You can view data at any stage in a data flow, from input, through the various transformations, to the final export or publishing of the data. As you execute nodes, you can inspect their input or output to confirm that they are working as expected. If a node has multiple output pins, each pin will typically output a specific type of data.
Viewing data in the data viewer
- To expand the data viewer, click an input pin or an output pin that contains data (pins with data are green), or click the record count to the right of a node. You can hover over a pin to see its name.
- For each data set that you inspect, a new tab is created in the data viewer.
- The data viewer shows up to a maximum of the first 1000 records in any data set. For nodes which have been executed but produced no records, you can still view the corresponding metadata in the data viewer (field names and data types).
- If you re-run a node, or clear the status of a node for which you are currently viewing data in the data viewer, the data viewer will close to ensure that you are not viewing outdated data.
- To help you to organize and work with your data in the data viewer, row numbers are displayed on the far left of the rows, and in the bottom left corner of the screen, you will see a count of how many records are displayed, against the total that exist in the entire data set.

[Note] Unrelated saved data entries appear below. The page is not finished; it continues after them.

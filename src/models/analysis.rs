use serde::{Deserialize, Serialize};

use crate::models::job::StageTimings;
use crate::models::product::{EnrichedProduct, QueryIntent};

/// Maximum number of products returned to the client.
pub const MAX_FINAL_PRODUCTS: usize = 5;

/// Output of the planning stage.
#[derive(Debug, Clone, Serialize, Deserialize, PartialEq)]
pub struct Plan {
    pub skin_type: String,
    pub diagnosis: String,
    pub concerns: Vec<String>,
    pub intents: Vec<QueryIntent>,
}

/// Structured answer of the finalize call.
#[derive(Debug, Clone, Default, Serialize, Deserialize, PartialEq)]
pub struct FinalizeOutput {
    pub diagnosis: String,
    pub skin_type: String,
    pub explanation: String,
    #[serde(default)]
    pub routine_steps: Vec<String>,
    #[serde(default)]
    pub additional_recommendations: String,
    /// URLs of the chosen products, best first.
    #[serde(default)]
    pub product_urls: Vec<String>,
}

/// Final payload of a completed job.
#[derive(Debug, Clone, Serialize, Deserialize, PartialEq)]
pub struct AnalysisResult {
    pub diagnosis: String,
    pub skin_type: String,
    pub explanation: String,
    #[serde(default)]
    pub routine_steps: Vec<String>,
    #[serde(default)]
    pub additional_recommendations: String,
    pub products: Vec<EnrichedProduct>,
    pub vision_summary: String,
    pub timings: StageTimings,
}
//! Canned upstream payloads for router tests

use serde_json::{json, Value};

/// Smallest byte sequence `image::guess_format` recognizes as PNG.
pub const PNG_HEADER: &[u8] = b"\x89PNG\r\n\x1a\n\0\0\0\rIHDR";

pub const VISION_SUMMARY: &str = "**Summary:** Oily skin with visible blackheads and mild redness.\n\
    Description (basic): Enlarged pores across the nose and cheeks.";

/// Product page whose only price is in microdata.
pub const PRICED_PAGE: &str = r#"<html><body>
<h1>Salicylic Acid Cleanser</h1>
<span itemprop="price" content="14.50"></span><meta itemprop="priceCurrency" content="USD">
</body></html>"#;

pub fn vision_response() -> Value {
    json!({ "result": { "description": VISION_SUMMARY } })
}

/// Search response with three products; the first carries a provider price and
/// the third duplicates the second behind tracking parameters.
pub fn search_response(base_url: &str) -> Value {
    json!({
        "items": [
            {
                "title": "BHA Exfoliant",
                "link": format!("{base_url}/products/bha"),
                "snippet": "Unclogs pores",
                "pagemap": { "offer": [{ "price": "29.00", "pricecurrency": "USD" }] }
            },
            {
                "title": "Salicylic Acid Cleanser",
                "link": format!("{base_url}/products/cleanser"),
                "snippet": "Daily cleanser"
            },
            {
                "title": "Salicylic Acid Cleanser (promo)",
                "link": format!("{base_url}/products/cleanser/?utm_source=ads&gclid=abc"),
                "snippet": "Daily cleanser"
            }
        ]
    })
}

/// Finalizer answer ranking the cleanser ahead of the exfoliant.
pub fn finalize_response(base_url: &str) -> Value {
    let content = json!({
        "diagnosis": "Comedonal congestion on oily skin",
        "skin_type": "oily",
        "explanation": "Salicylic acid clears pores; keep the routine gentle.",
        "routine_steps": ["Cleanse morning and evening", "Exfoliate three times a week"],
        "additional_recommendations": "Use non-comedogenic sunscreen.",
        "product_urls": [
            format!("{base_url}/products/cleanser"),
            format!("{base_url}/products/bha")
        ]
    });
    json!({ "choices": [{ "message": { "content": content.to_string() } }] })
}
use std::sync::Arc;
use std::time::Duration;

use garde::Validate;
use tokio::time::sleep;
use tracing::{debug, info};
use uuid::Uuid;

use crate::models::api::AnalysisRequest;
use crate::models::job::Mode;
use crate::services::image_fetch::{ImageFetcher, InputError};
use crate::services::job_store::JobStore;
use crate::services::pipeline::{JobInput, PipelineExecutor};

/// Accepts analysis requests, creates jobs and launches their pipelines.
pub struct Orchestrator {
    store: Arc<JobStore>,
    executor: Arc<PipelineExecutor>,
    images: ImageFetcher,
}

/// Handle returned to the client right after submission.
#[derive(Debug, Clone, Copy)]
pub struct SubmittedJob {
    pub job_id: Uuid,
    pub mode: Mode,
}

impl Orchestrator {
    pub fn new(store: Arc<JobStore>, executor: Arc<PipelineExecutor>, images: ImageFetcher) -> Self {
        Self {
            store,
            executor,
            images,
        }
    }

    pub fn store(&self) -> &Arc<JobStore> {
        &self.store
    }

    /// Validate the request and fetch its image, then start the job in the background.
    ///
    /// Nothing is stored when validation or the image fetch fails.
    pub async fn submit(&self, request: AnalysisRequest) -> Result<SubmittedJob, SubmitError> {
        request.validate()?;
        let mode = Mode::normalize(request.mode.as_deref());
        let user_text = request
            .text
            .as_deref()
            .map(str::trim)
            .filter(|t| !t.is_empty())
            .map(str::to_string);

        let image = self.images.fetch(request.image_url.trim()).await?;

        let job_id = self.store.create(mode).await;
        metrics::counter!("analysis_jobs_total").increment(1);
        info!(job_id = %job_id, mode = %mode, "Analysis job accepted");

        let executor = Arc::clone(&self.executor);
        let input = JobInput {
            job_id,
            mode,
            image,
            user_text,
        };
        tokio::spawn(async move {
            metrics::gauge!("analysis_jobs_running").increment(1.0);
            executor.run(input).await;
            metrics::gauge!("analysis_jobs_running").decrement(1.0);
        });

        Ok(SubmittedJob { job_id, mode })
    }

    /// Delete finished jobs older than `days` days.
    pub async fn cleanup(&self, days: u32) -> usize {
        let deleted = self.store.delete_older_than(days).await;
        info!(deleted_jobs = deleted, retention_days = days, "Job cleanup finished");
        deleted
    }
}

/// Periodically purge expired jobs. Runs until the task is dropped.
pub async fn run_cleanup_loop(orchestrator: Arc<Orchestrator>, retention_days: u32, every: Duration) {
    info!(
        retention_days,
        interval_secs = every.as_secs(),
        "Starting job cleanup loop"
    );
    loop {
        sleep(every).await;
        let deleted = orchestrator.cleanup(retention_days).await;
        let counts = orchestrator.store().counts().await;
        debug!(
            deleted,
            running = counts.running,
            completed = counts.completed,
            failed = counts.failed,
            "Cleanup pass complete"
        );
    }
}

#[derive(Debug, thiserror::Error)]
pub enum SubmitError {
    #[error("Invalid request: {0}")]
    Invalid(#[from] garde::Report),

    #[error(transparent)]
    Input(#[from] InputError),
}

#[cfg(test)]
mod tests {
    use super::*;
    use crate::models::analysis::FinalizeOutput;
    use crate::models::job::{JobState, Stage};
    use crate::models::product::{QueryIntent, SearchResult};
    use crate::services::enrichment::{PageSource, ProductEnricher};
    use crate::services::pipeline::JobBudgets;
    use crate::services::planner::{FinalizeRequest, PlanDraft, Planner};
    use crate::services::price::ChainExtractor;
    use crate::services::retry::RetryPolicy;
    use crate::services::search::ProductSearch;
    use crate::services::upstream::UpstreamError;
    use crate::services::vision::VisionModel;
    use async_trait::async_trait;
    use httpmock::prelude::*;

    const PNG_HEADER: &[u8] = b"\x89PNG\r\n\x1a\n\0\0\0\rIHDR";

    struct StaticVision;

    #[async_trait]
    impl VisionModel for StaticVision {
        async fn analyze(
            &self,
            _image: &[u8],
            _user_text: Option<&str>,
            _mode: Mode,
        ) -> Result<String, UpstreamError> {
            Ok("Dry skin with fine lines.".to_string())
        }
    }

    struct StaticPlanner;

    #[async_trait]
    impl Planner for StaticPlanner {
        async fn plan(
            &self,
            _vision_summary: &str,
            _user_text: Option<&str>,
            _max_intents: usize,
        ) -> Result<PlanDraft, UpstreamError> {
            Ok(PlanDraft::default())
        }

        async fn finalize(
            &self,
            _request: FinalizeRequest<'_>,
        ) -> Result<FinalizeOutput, UpstreamError> {
            Ok(FinalizeOutput::default())
        }
    }

    struct EmptySearch;

    #[async_trait]
    impl ProductSearch for EmptySearch {
        async fn search(&self, _intent: &QueryIntent) -> Result<Vec<SearchResult>, UpstreamError> {
            Ok(Vec::new())
        }
    }

    struct NoPages;

    #[async_trait]
    impl PageSource for NoPages {
        async fn fetch(&self, _url: &str) -> Result<String, UpstreamError> {
            Err(UpstreamError::malformed("product_page", "unused"))
        }
    }

    fn orchestrator() -> Orchestrator {
        let store = Arc::new(JobStore::new());
        let enricher = ProductEnricher::new(
            Arc::new(EmptySearch),
            Arc::new(NoPages),
            Arc::new(ChainExtractor::default()),
            RetryPolicy::none(),
            4,
        );
        let executor = PipelineExecutor::new(
            store.clone(),
            Arc::new(StaticVision),
            Arc::new(StaticPlanner),
            enricher,
            JobBudgets::default(),
        );
        let images = ImageFetcher::new(Duration::from_secs(5), 1024 * 1024).unwrap();
        Orchestrator::new(store, Arc::new(executor), images)
    }

    fn request(image_url: String, mode: Option<&str>) -> AnalysisRequest {
        AnalysisRequest {
            image_url,
            text: Some("  ".to_string()),
            mode: mode.map(str::to_string),
        }
    }

    async fn wait_for_terminal(store: &JobStore, job_id: Uuid) -> JobState {
        for _ in 0..100 {
            let state = store.get(job_id).await.unwrap().state;
            if state.is_terminal() {
                return state;
            }
            sleep(Duration::from_millis(10)).await;
        }
        panic!("job {job_id} did not finish");
    }

    #[tokio::test]
    async fn test_submit_runs_job_in_background() {
        let server = MockServer::start_async().await;
        server
            .mock_async(|when, then| {
                when.method(GET).path("/face.png");
                then.status(200).body(PNG_HEADER);
            })
            .await;

        let orchestrator = orchestrator();
        let submitted = orchestrator
            .submit(request(server.url("/face.png"), Some("EXTENDED")))
            .await
            .unwrap();

        assert_eq!(submitted.mode, Mode::Extended);
        let state = wait_for_terminal(orchestrator.store(), submitted.job_id).await;
        assert_eq!(state, JobState::Completed);

        let record = orchestrator.store().get(submitted.job_id).await.unwrap();
        let result = record.result.as_ref().unwrap();
        assert_eq!(result.skin_type, "dry");
        assert!(result.products.is_empty());
        assert!(result.timings.get(Stage::FetchImage).is_some());
    }

    #[tokio::test]
    async fn test_unreachable_image_creates_no_job() {
        let server = MockServer::start_async().await;
        server
            .mock_async(|when, then| {
                when.method(GET).path("/gone.png");
                then.status(404);
            })
            .await;

        let orchestrator = orchestrator();
        let err = orchestrator
            .submit(request(server.url("/gone.png"), None))
            .await
            .unwrap_err();

        assert!(matches!(err, SubmitError::Input(InputError::HttpStatus(404))));
        assert_eq!(orchestrator.store().counts().await.running, 0);
    }

    #[tokio::test]
    async fn test_invalid_request_is_rejected_before_fetch() {
        let orchestrator = orchestrator();
        let err = orchestrator
            .submit(request("not a url".to_string(), None))
            .await
            .unwrap_err();
        assert!(matches!(err, SubmitError::Invalid(_)));
    }

    #[tokio::test]
    async fn test_cleanup_keeps_recent_jobs() {
        let orchestrator = orchestrator();
        let job_id = orchestrator.store().create(Mode::Basic).await;
        orchestrator
            .store()
            .fail(
                job_id,
                crate::models::job::JobError {
                    kind: crate::models::job::ErrorKind::UpstreamError,
                    stage: None,
                    message: "boom".to_string(),
                },
            )
            .await
            .unwrap();

        assert_eq!(orchestrator.cleanup(30).await, 0);
        assert_eq!(orchestrator.cleanup(0).await, 1);
        assert!(orchestrator.store().get(job_id).await.is_none());
    }
}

- You can reorder columns in the data viewer to make it easier to inspect the fields of interest in a data set. You can drag and drop columns to a new location, or you can choose one of the following options from the column menu: Move to Beginning, Move to End, Move Left or Move Right. The column order will be remembered for as long as a selected tab is open. However, if you close the tab and then re-open the data set, the original column order will be reset.
- You can resize the data viewer columns by hovering over the right border of the column until your cursor changes shape, then clicking and dragging the border to the required width. To make the width of a specific column fit the content, double-click the right column border, or select Resize to Fit from the column menu. To resize all columns to fit the content, select Resize All Columns to Fit from the menu in the top right corner of the data viewer.
- To resize the data viewer, drag the top edge to the required size.
- To collapse the data viewer, click the top edge.
Comparing data sets side by side
You can select a data set to view in a pop-out window, allowing you to compare two or more data sets side by side. For example, you might want to compare the input to a node with the output. Or, you might want to compare the output of a node after an initial run, then reconfigure the node with different property values to generate a second data set for comparison.
- To view a data set in a pop-out window, click the View in pop-out window button on the data viewer tab:
The data set is displayed in a pop-out window which you can move around the screen independently of the browser window. The tab is removed from the data viewer.
- To close the pop-out window and return the data to the data viewer, click the Dock back into main window button in the top right corner:Note: If you are viewing data in a pop-out window, you can add a Filter or Split node to your data flow provided that the source data remains available. If your source data is no longer available, you will see a warning at the bottom of the pop-out window. Any changes that you make to the source data while the pop-out window is open will not be reflected in the data viewer.
Data quality indicators
When you view a data set in the data viewer, colored bars indicating the quality of the data are displayed for each column.
The color and the length of the bar indicates the quality of the data, ranging from a dark green bar that runs the full width of the column to indicate the highest quality data, to a short, red bar to indicate the lowest quality data.
For Boolean, Integer / Long, Date / DateTime and Float / Double fields, quality is a measure of how many NULL values are found in the data set.
For String / Unicode fields, quality is a measure of how many NULL values, empty strings or values with leading or trailing white space are found in the data set.
When you hover over a data quality bar, a tooltip shows the quality as a percentage value.
You can click the data quality bar to display a histogram of the data values in the field and a number of statistics on the (sample) data shown in the data viewer, such as min, max, average, Std Dev. You can also display this dialog by choosing Statistics from the column menu.
You can change your view of the histogram by:
- Moving the ends of the gray bar below the histogram to zoom in on a section of the data values.
- Dragging the gray bar below the histogram to the left or right to view a different section of the histogram.
Copying data from the data viewer
You can copy content from the data viewer by pressing Ctrl+C, or by right-clicking and selecting Copy from the menu. You can then paste the selected data into an external text editor by pressing Ctrl+V.
- To copy the content of single cell, click the cell and press Ctrl+C. Or, to select multiple cells, click and drag over the cells that you want to select.
- To copy the content of an entire row of data, click the row number on the far left of the data viewer, then press Ctrl+C. To copy the content of an entire column, click the column header and press Ctrl+C.
- You can select all data in multiple adjacent columns by pressing Shift and clicking the column header of the first and last adjacent column that you want to select. You can select all data in multiple columns that are not adjacent by pressing Ctrl and clicking the column headers of the columns that you want to select. To select all data in the data viewer, press Ctrl+A, right-click and choose Select All, or click the empty cell in the top left corner of the data viewer.